| ABOUT THIS TASK |
Pull every line containing "control" from the data.

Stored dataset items
#####
//! Integration tests for the orchestrator state machine and live actors
//!
//! Uses millisecond actor timings so full runs finish quickly.

#![allow(clippy::unwrap_used, clippy::expect_used, clippy::panic)] // Test code can use unwrap/expect/panic

use std::sync::Arc;
use std::time::Duration;
use ticket_market_core::environment::SystemClock;
use ticket_market_core::{
    ErrorKind, MarketConfig, MarketEnvironment, MarketError, TicketStatus,
};
use ticket_market_runtime::{
    ActorReport, ActorTiming, BroadcastNotifier, DEFAULT_VENDOR, InMemoryLedger, Orchestrator,
};
use ticket_market_testing::{FailingSink, RecordingNotifier, TestEnvironment, init_test_tracing};

// ============================================================================
// Test Fixtures
// ============================================================================

fn orchestrator(test_env: &TestEnvironment) -> Orchestrator {
    init_test_tracing();
    Orchestrator::new(test_env.env.clone()).with_timing(ActorTiming::fast())
}

async fn wait_until<F, Fut>(mut condition: F)
where
    F: FnMut() -> Fut,
    Fut: std::future::Future<Output = bool>,
{
    tokio::time::timeout(Duration::from_secs(10), async {
        while !condition().await {
            tokio::time::sleep(Duration::from_millis(5)).await;
        }
    })
    .await
    .expect("condition not reached in time");
}

// ============================================================================
// State machine
// ============================================================================

#[tokio::test]
async fn lifecycle_transitions_reject_wrong_states() {
    let test_env = TestEnvironment::new();
    let orchestrator = orchestrator(&test_env);

    for result in [orchestrator.pause().await, orchestrator.resume().await] {
        assert_eq!(result.unwrap_err().kind(), ErrorKind::InvalidState);
    }

    orchestrator.start().await.unwrap();
    assert_eq!(
        orchestrator.start().await.unwrap_err().kind(),
        ErrorKind::InvalidState
    );
    assert_eq!(
        orchestrator.resume().await.unwrap_err().kind(),
        ErrorKind::InvalidState
    );

    orchestrator.pause().await.unwrap();
    assert_eq!(
        orchestrator.pause().await.unwrap_err().kind(),
        ErrorKind::InvalidState
    );
    orchestrator.resume().await.unwrap();

    orchestrator.stop().await.unwrap();
    assert_eq!(
        orchestrator.stop().await.unwrap_err().kind(),
        ErrorKind::InvalidState
    );
    assert!(!orchestrator.is_running().await);
    assert!(test_env.notifier.contains("Ticket operations started"));
    assert!(test_env.notifier.contains("Ticket Operation Stopped."));
}

#[tokio::test]
async fn start_launches_default_vendor_and_restart_gets_fresh_pool() {
    let test_env = TestEnvironment::new();
    let orchestrator = orchestrator(&test_env);
    orchestrator
        .configure(MarketConfig::new(6, 3, 5, 10))
        .await
        .unwrap();

    orchestrator.start().await.unwrap();
    assert_eq!(orchestrator.status().await.active_vendors, 1);
    let first_pool = orchestrator.pool().await.unwrap();
    wait_until(|| {
        let pool = first_pool.clone();
        async move { pool.remaining_supply() == 0 }
    })
    .await;

    let report = orchestrator.stop().await.unwrap();
    assert!(report.failures.is_empty());
    assert!(report.finished.iter().any(|(name, actor)| {
        name == DEFAULT_VENDOR && matches!(actor, ActorReport::Vendor(v) if v.admitted == 6)
    }));

    orchestrator.start().await.unwrap();
    let second_pool = orchestrator.pool().await.unwrap();
    assert!(!Arc::ptr_eq(&first_pool, &second_pool));
    assert!(first_pool.is_stopped());
    orchestrator.stop().await.unwrap();
}

#[tokio::test]
async fn duplicate_names_are_rejected_per_kind() {
    let test_env = TestEnvironment::new();
    let orchestrator = orchestrator(&test_env);
    orchestrator.start().await.unwrap();

    let err = orchestrator.add_vendor(DEFAULT_VENDOR, 2).await.unwrap_err();
    assert!(matches!(err, MarketError::DuplicateActor { .. }));

    orchestrator.add_customer("sam", false, None, Some(2)).await.unwrap();
    let err = orchestrator
        .add_customer("sam", true, None, Some(2))
        .await
        .unwrap_err();
    assert_eq!(err.kind(), ErrorKind::InvalidState);

    // Same name, other kind.
    orchestrator.add_vendor("sam", 2).await.unwrap();
    assert_eq!(test_env.sink.customer_names(), vec!["sam".to_string()]);

    orchestrator.stop().await.unwrap();
}

#[tokio::test]
async fn invalid_arguments_are_rejected_before_anything_runs() {
    let test_env = TestEnvironment::new();
    let orchestrator = orchestrator(&test_env);

    let err = orchestrator
        .configure(MarketConfig::default().with_capacity(0))
        .await
        .unwrap_err();
    assert_eq!(err.kind(), ErrorKind::InvalidArgument);

    orchestrator.start().await.unwrap();
    for result in [
        orchestrator.add_vendor("zero", 0).await.map(|_| ()),
        orchestrator.add_customer("zero", false, None, Some(0)).await.map(|_| ()),
        orchestrator.add_customer("quota", false, Some(0), None).await.map(|_| ()),
        orchestrator.add_customer("  ", false, None, None).await.map(|_| ()),
    ] {
        assert_eq!(result.unwrap_err().kind(), ErrorKind::InvalidArgument);
    }
    assert!(test_env.sink.customer_names().is_empty());
    assert_eq!(orchestrator.status().await.active_customers, 0);

    orchestrator.stop().await.unwrap();
}

// ============================================================================
// Full runs
// ============================================================================

#[tokio::test]
async fn full_run_sells_every_ticket_exactly_once() {
    let ledger = Arc::new(InMemoryLedger::new());
    let notifier = Arc::new(BroadcastNotifier::new());
    let env = MarketEnvironment::new(Arc::new(SystemClock), ledger.clone(), notifier.clone());
    let orchestrator = Orchestrator::new(env).with_timing(ActorTiming::fast());
    orchestrator
        .configure(MarketConfig::new(30, 5, 50, 8))
        .await
        .unwrap();

    orchestrator.start().await.unwrap();
    orchestrator.add_vendor("Second-Vendor", 4).await.unwrap();
    orchestrator.add_customer("vip", true, None, None).await.unwrap();
    orchestrator.add_customer("reg1", false, None, None).await.unwrap();
    orchestrator.add_customer("reg2", false, Some(80), None).await.unwrap();

    let control = &orchestrator;
    wait_until(|| async move { control.status().await.pool_stopped }).await;
    let status = orchestrator.status().await;
    assert_eq!(status.sold_tickets, 30);
    assert_eq!(status.remaining_tickets, 0);
    assert_eq!(status.available_tickets, 0);

    let report = orchestrator.stop().await.unwrap();
    assert!(report.failures.is_empty());
    assert!(report.timed_out.is_empty());
    assert_eq!(report.finished.len(), 5);

    let delivered: u32 = report
        .finished
        .iter()
        .filter_map(|(_, actor)| match actor {
            ActorReport::Customer(c) => Some(c.total()),
            ActorReport::Vendor(_) => None,
        })
        .sum();
    assert_eq!(delivered, 30);

    assert_eq!(ledger.count_with_status(TicketStatus::Sold).await, 30);
    assert_eq!(ledger.count_with_status(TicketStatus::Available).await, 0);
    let by_customer: u32 = ledger.sales_by_customer().await.iter().map(|(_, n)| n).sum();
    assert_eq!(by_customer, 30);
    assert_eq!(ledger.customers().await.len(), 3);
    assert!(notifier
        .recent()
        .iter()
        .any(|line| line == "All tickets have been sold. System will stop."));
}

#[tokio::test]
async fn pause_freezes_counts_and_resume_continues() {
    let test_env = TestEnvironment::new();
    let orchestrator = orchestrator(&test_env);
    orchestrator
        .configure(MarketConfig::new(500, 2, 20, 50))
        .await
        .unwrap();
    orchestrator.start().await.unwrap();
    orchestrator.add_customer("c1", false, None, None).await.unwrap();

    let pool = orchestrator.pool().await.unwrap();
    wait_until(|| {
        let pool = pool.clone();
        async move { pool.sold_count() >= 2 }
    })
    .await;

    orchestrator.pause().await.unwrap();
    let frozen = pool.snapshot().await;
    tokio::time::sleep(Duration::from_millis(100)).await;
    let later = pool.snapshot().await;
    assert_eq!(frozen, later);
    assert!(orchestrator.status().await.paused);

    orchestrator.resume().await.unwrap();
    wait_until(|| {
        let pool = pool.clone();
        async move { pool.sold_count() > frozen.sold }
    })
    .await;

    orchestrator.stop().await.unwrap();
}

#[tokio::test]
async fn stop_while_paused_finishes_within_grace() {
    let test_env = TestEnvironment::new();
    let orchestrator = orchestrator(&test_env);
    orchestrator.start().await.unwrap();
    orchestrator.add_customer("c1", true, None, Some(5)).await.unwrap();
    orchestrator.pause().await.unwrap();

    let report = tokio::time::timeout(Duration::from_secs(5), orchestrator.stop())
        .await
        .unwrap()
        .unwrap();
    assert!(report.timed_out.is_empty());
    assert_eq!(report.finished.len(), 2);
    assert_eq!(orchestrator.status().await.active_vendors, 0);
}

// ============================================================================
// Collaborator failures
// ============================================================================

#[tokio::test]
async fn persistence_failures_surface_as_unexpected() {
    init_test_tracing();
    let env = MarketEnvironment::new(
        Arc::new(SystemClock),
        Arc::new(FailingSink),
        Arc::new(RecordingNotifier::new()),
    );
    let orchestrator = Orchestrator::new(env).with_timing(ActorTiming::fast());
    orchestrator.start().await.unwrap();

    let err = orchestrator
        .add_customer("ghost", false, None, None)
        .await
        .unwrap_err();
    assert!(matches!(err, MarketError::Persistence(_)));
    assert_eq!(err.kind(), ErrorKind::Unexpected);
    assert_eq!(orchestrator.status().await.active_customers, 0);

    // The default vendor fails on its first offer.
    let pool = orchestrator.pool().await.unwrap();
    let control = &orchestrator;
    wait_until(|| async move { control.status().await.active_vendors == 0 }).await;
    assert_eq!(pool.available_count(), 0);

    let report = orchestrator.stop().await.unwrap();
    assert_eq!(report.failures.len(), 1);
    assert_eq!(report.failures[0].kind(), ErrorKind::Unexpected);
}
#####
| RESULT OF THE EXERCISE |
    let control = &orchestrator;
    wait_until(|| async move { control.status().await.pool_stopped }).await;
    let control = &orchestrator;
    wait_until(|| async move { control.status().await.active_vendors == 0 }).await;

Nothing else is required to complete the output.